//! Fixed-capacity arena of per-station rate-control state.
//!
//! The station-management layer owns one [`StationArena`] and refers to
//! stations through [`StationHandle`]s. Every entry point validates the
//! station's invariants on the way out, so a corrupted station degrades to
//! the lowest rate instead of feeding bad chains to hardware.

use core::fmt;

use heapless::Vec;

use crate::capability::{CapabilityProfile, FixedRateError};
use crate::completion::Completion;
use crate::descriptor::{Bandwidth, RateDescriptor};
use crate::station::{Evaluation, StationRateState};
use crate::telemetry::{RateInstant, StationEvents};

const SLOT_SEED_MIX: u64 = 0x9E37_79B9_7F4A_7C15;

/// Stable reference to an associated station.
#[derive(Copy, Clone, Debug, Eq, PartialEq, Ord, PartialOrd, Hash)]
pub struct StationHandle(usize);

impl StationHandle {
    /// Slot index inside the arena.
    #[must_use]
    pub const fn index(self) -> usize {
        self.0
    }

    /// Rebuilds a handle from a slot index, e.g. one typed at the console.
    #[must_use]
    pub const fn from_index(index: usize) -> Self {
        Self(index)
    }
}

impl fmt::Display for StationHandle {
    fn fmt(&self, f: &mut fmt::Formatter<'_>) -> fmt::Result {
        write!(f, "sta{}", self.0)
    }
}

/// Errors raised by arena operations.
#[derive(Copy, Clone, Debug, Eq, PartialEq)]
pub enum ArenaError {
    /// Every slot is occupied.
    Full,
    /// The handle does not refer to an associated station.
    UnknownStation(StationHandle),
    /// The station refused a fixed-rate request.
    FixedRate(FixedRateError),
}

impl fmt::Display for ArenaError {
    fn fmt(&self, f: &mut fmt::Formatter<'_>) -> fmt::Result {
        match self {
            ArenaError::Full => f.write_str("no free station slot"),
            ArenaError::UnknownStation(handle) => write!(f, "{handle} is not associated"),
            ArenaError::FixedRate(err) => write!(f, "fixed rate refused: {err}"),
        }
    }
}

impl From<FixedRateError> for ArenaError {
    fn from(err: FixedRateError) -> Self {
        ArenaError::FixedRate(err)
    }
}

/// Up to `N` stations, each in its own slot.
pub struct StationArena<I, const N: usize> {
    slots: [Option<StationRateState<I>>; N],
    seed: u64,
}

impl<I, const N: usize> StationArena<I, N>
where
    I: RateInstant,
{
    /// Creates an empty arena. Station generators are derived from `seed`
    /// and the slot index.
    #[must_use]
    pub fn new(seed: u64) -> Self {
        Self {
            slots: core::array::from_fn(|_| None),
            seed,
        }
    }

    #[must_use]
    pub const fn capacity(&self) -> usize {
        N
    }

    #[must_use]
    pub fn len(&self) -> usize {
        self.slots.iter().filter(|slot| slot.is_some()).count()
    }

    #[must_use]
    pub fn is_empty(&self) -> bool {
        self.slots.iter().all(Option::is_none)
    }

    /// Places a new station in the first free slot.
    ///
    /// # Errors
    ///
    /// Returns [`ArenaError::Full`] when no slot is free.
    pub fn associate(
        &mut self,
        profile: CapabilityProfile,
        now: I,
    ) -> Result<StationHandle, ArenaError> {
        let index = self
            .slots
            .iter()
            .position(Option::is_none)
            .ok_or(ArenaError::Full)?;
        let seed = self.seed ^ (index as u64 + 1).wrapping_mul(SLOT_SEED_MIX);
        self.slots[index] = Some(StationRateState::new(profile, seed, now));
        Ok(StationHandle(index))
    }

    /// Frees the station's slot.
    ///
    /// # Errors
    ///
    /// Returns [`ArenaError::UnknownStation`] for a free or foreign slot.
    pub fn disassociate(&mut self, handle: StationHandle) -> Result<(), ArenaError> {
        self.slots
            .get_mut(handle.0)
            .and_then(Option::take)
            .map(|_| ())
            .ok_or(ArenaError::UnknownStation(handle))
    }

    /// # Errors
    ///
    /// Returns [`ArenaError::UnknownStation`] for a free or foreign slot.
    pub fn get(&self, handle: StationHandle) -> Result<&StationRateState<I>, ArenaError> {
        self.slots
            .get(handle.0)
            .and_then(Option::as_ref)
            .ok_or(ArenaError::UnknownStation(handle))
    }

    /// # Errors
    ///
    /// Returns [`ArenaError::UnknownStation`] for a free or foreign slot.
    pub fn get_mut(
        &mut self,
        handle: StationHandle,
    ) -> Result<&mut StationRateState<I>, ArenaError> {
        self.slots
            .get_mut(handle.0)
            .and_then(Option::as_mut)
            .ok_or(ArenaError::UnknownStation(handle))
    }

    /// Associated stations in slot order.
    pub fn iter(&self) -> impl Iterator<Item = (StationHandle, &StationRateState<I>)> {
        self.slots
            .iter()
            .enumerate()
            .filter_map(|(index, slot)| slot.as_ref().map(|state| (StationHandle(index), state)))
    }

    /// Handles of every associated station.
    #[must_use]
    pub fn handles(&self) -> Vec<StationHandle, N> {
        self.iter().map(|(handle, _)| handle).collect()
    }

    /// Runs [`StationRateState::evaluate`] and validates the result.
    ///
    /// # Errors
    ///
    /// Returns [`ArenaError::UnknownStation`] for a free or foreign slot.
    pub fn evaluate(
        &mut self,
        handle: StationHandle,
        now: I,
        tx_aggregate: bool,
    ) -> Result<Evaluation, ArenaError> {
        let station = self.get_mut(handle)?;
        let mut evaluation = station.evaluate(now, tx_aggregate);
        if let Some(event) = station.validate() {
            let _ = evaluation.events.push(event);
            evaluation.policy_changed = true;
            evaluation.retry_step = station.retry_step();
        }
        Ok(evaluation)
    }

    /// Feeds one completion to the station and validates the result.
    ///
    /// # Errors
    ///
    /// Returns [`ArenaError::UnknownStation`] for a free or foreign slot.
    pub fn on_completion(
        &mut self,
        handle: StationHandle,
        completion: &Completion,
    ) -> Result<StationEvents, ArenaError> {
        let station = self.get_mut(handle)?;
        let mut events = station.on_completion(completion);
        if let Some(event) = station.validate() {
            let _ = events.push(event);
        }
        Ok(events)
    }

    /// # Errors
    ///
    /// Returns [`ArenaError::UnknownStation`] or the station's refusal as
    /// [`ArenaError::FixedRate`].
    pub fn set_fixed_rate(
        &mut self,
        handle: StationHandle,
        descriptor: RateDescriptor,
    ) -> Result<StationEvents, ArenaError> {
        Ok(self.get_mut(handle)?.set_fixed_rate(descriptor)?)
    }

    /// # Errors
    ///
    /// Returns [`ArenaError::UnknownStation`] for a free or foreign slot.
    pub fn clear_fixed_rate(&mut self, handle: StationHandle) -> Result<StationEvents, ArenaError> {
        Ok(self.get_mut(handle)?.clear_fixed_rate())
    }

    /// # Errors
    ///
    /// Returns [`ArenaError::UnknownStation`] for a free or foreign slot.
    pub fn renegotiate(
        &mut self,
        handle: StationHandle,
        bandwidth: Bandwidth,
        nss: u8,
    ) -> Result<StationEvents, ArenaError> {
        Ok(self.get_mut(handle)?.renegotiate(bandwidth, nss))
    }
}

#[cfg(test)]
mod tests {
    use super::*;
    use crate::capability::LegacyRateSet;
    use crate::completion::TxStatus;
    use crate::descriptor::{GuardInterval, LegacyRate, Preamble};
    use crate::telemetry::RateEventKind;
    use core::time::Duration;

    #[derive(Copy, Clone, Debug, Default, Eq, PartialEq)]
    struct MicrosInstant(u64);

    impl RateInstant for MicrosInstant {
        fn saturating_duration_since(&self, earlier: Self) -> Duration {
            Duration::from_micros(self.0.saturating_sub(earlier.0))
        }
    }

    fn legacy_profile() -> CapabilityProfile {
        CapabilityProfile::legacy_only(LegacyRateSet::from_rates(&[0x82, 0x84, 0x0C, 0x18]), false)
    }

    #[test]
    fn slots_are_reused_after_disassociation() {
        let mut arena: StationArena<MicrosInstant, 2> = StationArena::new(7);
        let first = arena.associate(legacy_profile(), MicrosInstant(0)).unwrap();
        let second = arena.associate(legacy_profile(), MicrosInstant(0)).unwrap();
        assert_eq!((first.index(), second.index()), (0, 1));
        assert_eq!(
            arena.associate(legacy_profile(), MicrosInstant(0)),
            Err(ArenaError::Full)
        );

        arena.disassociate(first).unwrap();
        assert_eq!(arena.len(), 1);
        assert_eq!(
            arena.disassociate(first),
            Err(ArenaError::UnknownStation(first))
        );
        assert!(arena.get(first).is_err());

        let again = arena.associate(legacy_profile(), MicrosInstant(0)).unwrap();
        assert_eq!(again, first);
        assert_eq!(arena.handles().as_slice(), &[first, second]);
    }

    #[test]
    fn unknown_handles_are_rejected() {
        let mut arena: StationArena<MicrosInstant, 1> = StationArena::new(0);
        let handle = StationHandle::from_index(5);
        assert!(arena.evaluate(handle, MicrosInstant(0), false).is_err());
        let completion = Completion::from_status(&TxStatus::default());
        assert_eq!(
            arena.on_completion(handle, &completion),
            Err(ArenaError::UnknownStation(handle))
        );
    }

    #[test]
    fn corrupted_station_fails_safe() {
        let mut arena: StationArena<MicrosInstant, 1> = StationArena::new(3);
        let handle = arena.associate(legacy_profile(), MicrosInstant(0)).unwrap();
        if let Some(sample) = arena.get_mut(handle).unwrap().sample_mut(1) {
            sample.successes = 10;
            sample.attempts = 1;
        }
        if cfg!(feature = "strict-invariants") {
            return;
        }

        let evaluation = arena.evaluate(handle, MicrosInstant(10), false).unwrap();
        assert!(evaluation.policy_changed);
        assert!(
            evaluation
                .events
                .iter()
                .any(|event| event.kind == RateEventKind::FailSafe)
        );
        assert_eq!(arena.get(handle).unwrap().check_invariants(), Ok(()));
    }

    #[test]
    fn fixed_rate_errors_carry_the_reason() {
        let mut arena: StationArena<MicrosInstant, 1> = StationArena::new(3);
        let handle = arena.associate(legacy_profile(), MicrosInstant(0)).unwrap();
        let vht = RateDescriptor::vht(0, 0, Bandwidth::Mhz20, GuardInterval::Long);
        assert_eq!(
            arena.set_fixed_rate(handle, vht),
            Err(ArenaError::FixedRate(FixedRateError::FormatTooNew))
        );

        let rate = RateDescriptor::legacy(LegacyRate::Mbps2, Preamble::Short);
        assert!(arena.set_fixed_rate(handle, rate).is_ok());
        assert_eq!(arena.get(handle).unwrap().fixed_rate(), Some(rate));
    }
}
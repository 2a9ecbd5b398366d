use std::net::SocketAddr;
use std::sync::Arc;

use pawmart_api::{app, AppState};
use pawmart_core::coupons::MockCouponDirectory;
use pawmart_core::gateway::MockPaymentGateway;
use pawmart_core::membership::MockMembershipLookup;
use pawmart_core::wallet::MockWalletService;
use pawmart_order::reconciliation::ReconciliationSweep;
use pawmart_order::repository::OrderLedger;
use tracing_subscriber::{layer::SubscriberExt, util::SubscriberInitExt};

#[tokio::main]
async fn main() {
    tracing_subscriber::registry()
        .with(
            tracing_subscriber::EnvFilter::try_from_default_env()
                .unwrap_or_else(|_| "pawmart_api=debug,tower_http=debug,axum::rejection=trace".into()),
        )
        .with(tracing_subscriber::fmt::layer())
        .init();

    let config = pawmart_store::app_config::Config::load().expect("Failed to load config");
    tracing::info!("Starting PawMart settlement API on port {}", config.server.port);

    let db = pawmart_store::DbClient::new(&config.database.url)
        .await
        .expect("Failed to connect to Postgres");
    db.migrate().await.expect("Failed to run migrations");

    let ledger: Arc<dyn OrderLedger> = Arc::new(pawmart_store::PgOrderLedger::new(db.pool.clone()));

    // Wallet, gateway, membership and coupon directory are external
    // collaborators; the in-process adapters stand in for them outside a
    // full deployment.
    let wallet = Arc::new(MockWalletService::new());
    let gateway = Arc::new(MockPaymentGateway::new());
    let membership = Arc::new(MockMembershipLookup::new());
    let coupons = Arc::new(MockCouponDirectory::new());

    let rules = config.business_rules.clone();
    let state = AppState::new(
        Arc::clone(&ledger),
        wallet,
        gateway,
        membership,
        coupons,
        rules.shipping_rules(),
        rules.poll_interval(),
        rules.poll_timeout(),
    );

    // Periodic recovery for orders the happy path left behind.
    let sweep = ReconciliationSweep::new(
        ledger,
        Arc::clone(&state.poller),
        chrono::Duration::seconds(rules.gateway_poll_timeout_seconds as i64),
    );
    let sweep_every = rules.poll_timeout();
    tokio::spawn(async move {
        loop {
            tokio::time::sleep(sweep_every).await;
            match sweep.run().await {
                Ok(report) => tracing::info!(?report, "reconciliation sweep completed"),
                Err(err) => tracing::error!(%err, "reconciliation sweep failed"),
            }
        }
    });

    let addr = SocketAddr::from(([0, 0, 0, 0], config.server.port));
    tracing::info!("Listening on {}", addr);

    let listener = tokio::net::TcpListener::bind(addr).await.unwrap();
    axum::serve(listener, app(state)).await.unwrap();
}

- - - -

- _Your objective_: The answer should be one number, namely how many lines of the entries above include the string "GuardInterval".

- _The completed task_: 2